Ted Sagar

Personal information
- Full name: Edward Sagar
- Date of birth: 7 February 1910
- Place of birth: Moorends, Thorne, England
- Date of death: 16 October 1986 (aged 76)
- Height: 5 ft 10 in (1.78 m)
- Position: Goalkeeper

Senior career*
- Years: Team / Apps / (Gls)
- 1929–1953: Everton / 463 / (0)
- 1941: → Portadown (guest) / 0 / (0)

International career
- 1935–1936: England / 4 / (0)
- 1933–1936: Football League XI / 5 / (0)
- 1941: Northern Ireland Regional League XI / 1 / (0)

= Ted Sagar =

English footballer (1910–1986)

Edward Sagar (7 February 1910 – 16 October 1986) was an English footballer who played for Everton and England.

He was a goalkeeper who joined Everton as an apprentice in 1929 after playing for Thorne Colliery in Yorkshire and made his debut in 1930. He played in the championship winning sides of 1931–32 and 1938–39 and the FA Cup winning side of 1933.

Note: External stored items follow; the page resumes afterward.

//! # Tokens
//!
//! Token types for the CSG lexer.

use crate::span::Span;

// =============================================================================
// TOKEN
// =============================================================================

/// A token produced by the lexer.
///
/// For strings, `text` holds the content between the quotes; for comments,
/// the text after `#` up to the end of the line.
#[derive(Debug, Clone, PartialEq)]
pub struct Token {
    /// Token type.
    pub kind: TokenKind,
    /// Source span.
    pub span: Span,
    /// Token text.
    pub text: String,
}

impl Token {
    /// Create a new token.
    pub fn new(kind: TokenKind, span: Span, text: String) -> Self {
        Self { kind, span, text }
    }

    /// Check if token is EOF.
    pub fn is_eof(&self) -> bool {
        self.kind == TokenKind::Eof
    }
}

// =============================================================================
// TOKEN KIND
// =============================================================================

/// Types of tokens in the CSG text format.
#[derive(Debug, Clone, Copy, PartialEq, Eq, Hash)]
pub enum TokenKind {
    // Literals
    /// Number literal like `10`, `-0.5` or `1e-3`
    Number,
    /// String literal like `"label"`
    String,
    /// Boolean true
    True,
    /// Boolean false
    False,

    /// Name like `cube` or `$fn`
    Name,

    /// `#` comment, possibly a version directive
    Comment,

    // Delimiters
    /// `(`
    LParen,
    /// `)`
    RParen,
    /// `[`
    LBracket,
    /// `]`
    RBracket,
    /// `{`
    LBrace,
    /// `}`
    RBrace,
    /// `;`
    Semicolon,
    /// `,`
    Comma,
    /// `=`
    Eq,

    // Special
    /// String literal missing its closing quote
    UnterminatedString,
    /// Character that cannot start a token
    Error,
    /// End of file
    Eof,
}

impl TokenKind {
    /// Human-readable description used in "expected ..." messages.
    pub fn display(&self) -> &'static str {
        match self {
            TokenKind::Number => "number",
            TokenKind::String => "string",
            TokenKind::True => "'true'",
            TokenKind::False => "'false'",
            TokenKind::Name => "name",
            TokenKind::Comment => "comment",
            TokenKind::LParen => "'('",
            TokenKind::RParen => "')'",
            TokenKind::LBracket => "'['",
            TokenKind::RBracket => "']'",
            TokenKind::LBrace => "'{'",
            TokenKind::RBrace => "'}'",
            TokenKind::Semicolon => "';'",
            TokenKind::Comma => "','",
            TokenKind::Eq => "'='",
            TokenKind::UnterminatedString => "unterminated string",
            TokenKind::Error => "invalid character",
            TokenKind::Eof => "end of file",
        }
    }
}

He made 499 appearances for Everton; this goalkeeping record for the club was only beaten by Neville Southall in 1994.

He retired from playing in 1952 and ran a pub in Aintree. He died in October 1986, aged 76.
Sagar played four times for England, as well as once for Northern Ireland Regional League during the war.